Il y a de la passion, chez Thierry Cloâtre. Une réelle forme d’admiration à destination de ceux qui aident. « La solidarité doit demeurer sans barèmes, sans barrières, sans frontières. Si quelqu’un a besoin d’aide, quelle qu’elle soit, on la lui apporte. Et c’est bien ça, le moteur de tous les bénévoles, dans une société où quasiment tout est devenu marchand. »
mini bio
1972 : naissance à Brest
1996 : entrée au Secours Populaire en tant qu’objecteur de conscience
2000 : naissance de son fils, à Brest
2002 : déménagement à Besançon
2006 : naissance de sa fille, à Besançon
La banalisation de la pauvreté
Solidarité, donc. Mantra, leitmotiv, boussole de cette vie que Thierry Cloâtre s’est choisie. « C’est une notion devenue très paradoxale. Les gens sont solidaires. Les donateurs sont toujours au rendez-vous, les actions qu’on mène attirent toujours autant de petites mains prêtes à aider… On la sent, cette volonté de bien vivre ensemble, de se soutenir les uns les autres. Pourtant, dans le même temps, petit à petit, on a assisté à une forme de banalisation de la pauvreté : voir un retraité, un étudiant, un salarié pousser les portes d’une association pour se nourrir, c’est devenu commun… »

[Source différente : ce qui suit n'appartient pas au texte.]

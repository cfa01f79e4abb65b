//! Runtime settings for the analysis scheduler.
//!
//! These are edited from the dashboard's settings screen and re-read on
//! every dispatch cycle, so they can change without a restart.

use std::fmt;
use std::str::FromStr;

use serde::{Deserialize, Serialize};

use crate::error::CoreError;

/// Which inference backend serves analysis requests.
#[derive(Debug, Clone, Copy, PartialEq, Eq, Hash, Serialize, Deserialize)]
#[serde(rename_all = "snake_case")]
pub enum ProviderKind {
    /// OpenAI-compatible chat completions through OpenRouter.
    Openrouter,
    /// Google Gemini `generateContent`.
    Gemini,
}

/// Accepted provider tags, in the form stored in the settings table.
pub const VALID_PROVIDERS: &[&str] = &["openrouter", "gemini"];

/// Models an operator may select. Names use the OpenRouter `vendor/model`
/// form; the Gemini backend rewrites them into its own namespace.
pub const ALLOWED_MODELS: &[&str] = &[
    "google/gemini-2.5-flash",
    "google/gemini-2.5-pro",
    "google/gemini-2.0-flash",
    "openai/gpt-4o",
    "openai/gpt-4o-mini",
    "anthropic/claude-sonnet-4",
];

/// Model used when nothing has been configured yet.
pub const DEFAULT_MODEL: &str = "google/gemini-2.5-flash";

impl ProviderKind {
    pub fn as_str(self) -> &'static str {
        match self {
            Self::Openrouter => "openrouter",
            Self::Gemini => "gemini",
        }
    }
}

impl fmt::Display for ProviderKind {
    fn fmt(&self, f: &mut fmt::Formatter<'_>) -> fmt::Result {
        f.write_str(self.as_str())
    }
}

impl FromStr for ProviderKind {
    type Err = CoreError;

    fn from_str(s: &str) -> Result<Self, Self::Err> {
        match s.trim() {
            "openrouter" => Ok(Self::Openrouter),
            "gemini" => Ok(Self::Gemini),
            other => Err(CoreError::Validation(format!(
                "Invalid provider '{other}'. Must be one of: {}",
                VALID_PROVIDERS.join(", ")
            ))),
        }
    }
}

/// Snapshot of the scheduler settings taken at the start of a dispatch
/// cycle or worker run.
#[derive(Debug, Clone, PartialEq, Eq, Serialize, Deserialize)]
pub struct AnalysisSettings {
    /// Master switch. When off, dispatch cycles claim nothing.
    pub enabled: bool,
    pub provider: ProviderKind,
    pub model: String,
}

impl Default for AnalysisSettings {
    fn default() -> Self {
        Self {
            enabled: false,
            provider: ProviderKind::Openrouter,
            model: DEFAULT_MODEL.to_string(),
        }
    }
}

/// Validate that a model name is on the allow-list.
pub fn validate_model(model: &str) -> Result<(), CoreError> {
    if ALLOWED_MODELS.contains(&model) {
        Ok(())
    } else {
        Err(CoreError::Validation(format!(
            "Unsupported model '{model}'. Must be one of: {}",
            ALLOWED_MODELS.join(", ")
        )))
    }
}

À l’heure où 11 millions de personnes en France auraient besoin d’aide pour se nourrir, Thierry Cloâtre peine à cacher son dépit. « Au début des années 2000, on voyait un retraité franchir nos portes. En 2024, à Brest, ils étaient près de 600 !
Et on dénombre autant d’étudiants qui en sont au même point, tant la situation est devenue dramatique pour eux aussi ! »
Le sens des mots
Si les besoins alimentaires sont évidemment majoritaires, d’autres types d’aides ont dû être imaginés par le Secours Populaire à destination, justement, de ce “nouveau public” : prêts d’ordinateur, sorties organisées « pour leur permettre de s’offrir un peu “d’espace”… ».
Et qu’on ne vienne pas lui parler de “bénéficiaires” de ces aides : « Ou alors qu’on me démontre quels bénéfices il y a à franchir les portes d’une association caritative ! »
L’homme de solidarité ne se refait pas. Il sait que les mots ont un sens. Qu’ils se doivent d’être justes. Comme ceux qu’on utiliserait au théâtre, dont il reste un fervent amoureux et comédien au sein d’une troupe amateur.
Balises
« J’ai vécu ailleurs qu’à Brest, et je peux dire que Brest, c’est ma ville. Parce que je la trouve ouverte, culturelle, sociale et solidaire, absolument ! J’ignore d’ailleurs à quoi c’est dû… Est-ce son caractère “au bout du monde” qui fait qu’ici, on ne peut rien attendre de personne ? Que si on a besoin de quelque chose, il faut le créer ? En attendant, je sais que c’est loin d’être partout pareil. »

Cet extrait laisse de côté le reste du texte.